Task instructions: Wherever "impl" appears in a line of the records below, count that line, and report only the number.

Dataset records:
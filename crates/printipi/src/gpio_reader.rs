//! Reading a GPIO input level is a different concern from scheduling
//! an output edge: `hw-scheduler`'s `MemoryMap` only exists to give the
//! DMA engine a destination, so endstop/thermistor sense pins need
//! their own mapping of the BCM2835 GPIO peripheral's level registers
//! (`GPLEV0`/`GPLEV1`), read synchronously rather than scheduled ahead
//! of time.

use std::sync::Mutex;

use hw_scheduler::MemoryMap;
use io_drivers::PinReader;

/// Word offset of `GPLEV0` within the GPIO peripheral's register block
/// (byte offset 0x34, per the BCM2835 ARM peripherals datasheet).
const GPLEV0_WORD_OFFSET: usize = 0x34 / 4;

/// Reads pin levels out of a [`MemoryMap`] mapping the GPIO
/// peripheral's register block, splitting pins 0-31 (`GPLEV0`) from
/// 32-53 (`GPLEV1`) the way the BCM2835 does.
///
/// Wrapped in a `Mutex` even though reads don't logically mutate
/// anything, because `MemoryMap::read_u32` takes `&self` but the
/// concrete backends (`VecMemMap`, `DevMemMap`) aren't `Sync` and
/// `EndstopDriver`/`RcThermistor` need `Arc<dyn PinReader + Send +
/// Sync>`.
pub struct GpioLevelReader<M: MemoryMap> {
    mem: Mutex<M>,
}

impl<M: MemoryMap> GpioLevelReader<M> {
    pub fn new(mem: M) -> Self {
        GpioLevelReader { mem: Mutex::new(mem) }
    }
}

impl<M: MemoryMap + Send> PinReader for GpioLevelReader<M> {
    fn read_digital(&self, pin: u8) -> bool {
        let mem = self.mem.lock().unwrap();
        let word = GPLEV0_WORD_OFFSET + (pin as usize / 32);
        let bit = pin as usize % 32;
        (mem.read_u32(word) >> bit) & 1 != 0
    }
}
* * *
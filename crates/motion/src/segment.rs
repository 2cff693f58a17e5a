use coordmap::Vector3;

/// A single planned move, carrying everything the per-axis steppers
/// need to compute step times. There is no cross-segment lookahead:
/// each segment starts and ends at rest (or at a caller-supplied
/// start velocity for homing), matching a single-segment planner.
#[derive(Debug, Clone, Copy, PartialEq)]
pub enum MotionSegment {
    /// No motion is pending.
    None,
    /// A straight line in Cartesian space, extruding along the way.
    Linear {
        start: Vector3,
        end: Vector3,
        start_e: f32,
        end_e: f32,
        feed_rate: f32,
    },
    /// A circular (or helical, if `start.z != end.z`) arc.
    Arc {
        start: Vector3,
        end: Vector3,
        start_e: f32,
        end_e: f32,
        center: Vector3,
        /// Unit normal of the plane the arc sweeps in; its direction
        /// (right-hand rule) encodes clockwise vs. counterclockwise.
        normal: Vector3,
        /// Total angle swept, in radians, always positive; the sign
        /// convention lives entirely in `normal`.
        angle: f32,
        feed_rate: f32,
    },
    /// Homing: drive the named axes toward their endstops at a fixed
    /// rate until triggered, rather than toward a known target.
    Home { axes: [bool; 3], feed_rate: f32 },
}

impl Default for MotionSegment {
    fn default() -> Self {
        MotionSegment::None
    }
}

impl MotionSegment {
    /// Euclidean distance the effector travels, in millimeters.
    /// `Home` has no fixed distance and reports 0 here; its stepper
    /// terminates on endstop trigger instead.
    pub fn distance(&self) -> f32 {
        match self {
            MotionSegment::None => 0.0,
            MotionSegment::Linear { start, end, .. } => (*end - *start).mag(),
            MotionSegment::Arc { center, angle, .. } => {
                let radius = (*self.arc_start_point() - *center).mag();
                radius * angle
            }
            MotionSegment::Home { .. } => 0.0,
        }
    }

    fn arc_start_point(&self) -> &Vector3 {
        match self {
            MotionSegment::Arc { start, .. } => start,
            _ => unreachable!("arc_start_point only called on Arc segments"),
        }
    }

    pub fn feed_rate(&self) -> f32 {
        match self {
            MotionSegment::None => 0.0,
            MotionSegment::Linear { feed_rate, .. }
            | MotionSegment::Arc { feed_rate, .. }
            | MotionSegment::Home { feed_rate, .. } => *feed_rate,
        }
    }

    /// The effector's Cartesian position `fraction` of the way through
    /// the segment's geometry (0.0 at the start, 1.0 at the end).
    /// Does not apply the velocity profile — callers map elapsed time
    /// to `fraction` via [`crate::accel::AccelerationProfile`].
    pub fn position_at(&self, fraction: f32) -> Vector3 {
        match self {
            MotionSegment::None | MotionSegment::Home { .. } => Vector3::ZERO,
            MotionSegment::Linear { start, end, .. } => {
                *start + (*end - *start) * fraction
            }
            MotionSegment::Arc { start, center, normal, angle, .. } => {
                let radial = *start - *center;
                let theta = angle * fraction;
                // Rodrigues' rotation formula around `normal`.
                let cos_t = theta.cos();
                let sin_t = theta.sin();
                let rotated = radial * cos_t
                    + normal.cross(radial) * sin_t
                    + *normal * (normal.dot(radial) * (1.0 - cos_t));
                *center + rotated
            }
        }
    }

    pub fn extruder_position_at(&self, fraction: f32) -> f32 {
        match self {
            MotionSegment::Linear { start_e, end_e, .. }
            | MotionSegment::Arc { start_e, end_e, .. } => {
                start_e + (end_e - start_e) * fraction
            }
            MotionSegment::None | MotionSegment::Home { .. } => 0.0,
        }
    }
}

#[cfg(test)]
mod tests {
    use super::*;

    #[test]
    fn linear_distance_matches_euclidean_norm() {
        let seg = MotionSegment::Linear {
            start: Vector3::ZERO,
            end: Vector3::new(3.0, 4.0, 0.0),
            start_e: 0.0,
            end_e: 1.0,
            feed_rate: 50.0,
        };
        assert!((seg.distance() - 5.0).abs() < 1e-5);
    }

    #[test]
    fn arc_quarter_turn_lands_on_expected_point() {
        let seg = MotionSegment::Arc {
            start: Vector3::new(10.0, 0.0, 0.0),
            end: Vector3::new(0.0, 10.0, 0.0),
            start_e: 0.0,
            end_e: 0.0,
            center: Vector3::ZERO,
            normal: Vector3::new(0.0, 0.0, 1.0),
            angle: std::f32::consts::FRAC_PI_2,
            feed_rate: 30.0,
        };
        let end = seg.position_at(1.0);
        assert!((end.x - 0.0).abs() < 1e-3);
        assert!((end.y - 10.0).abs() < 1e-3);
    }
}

Output for this exercise: 4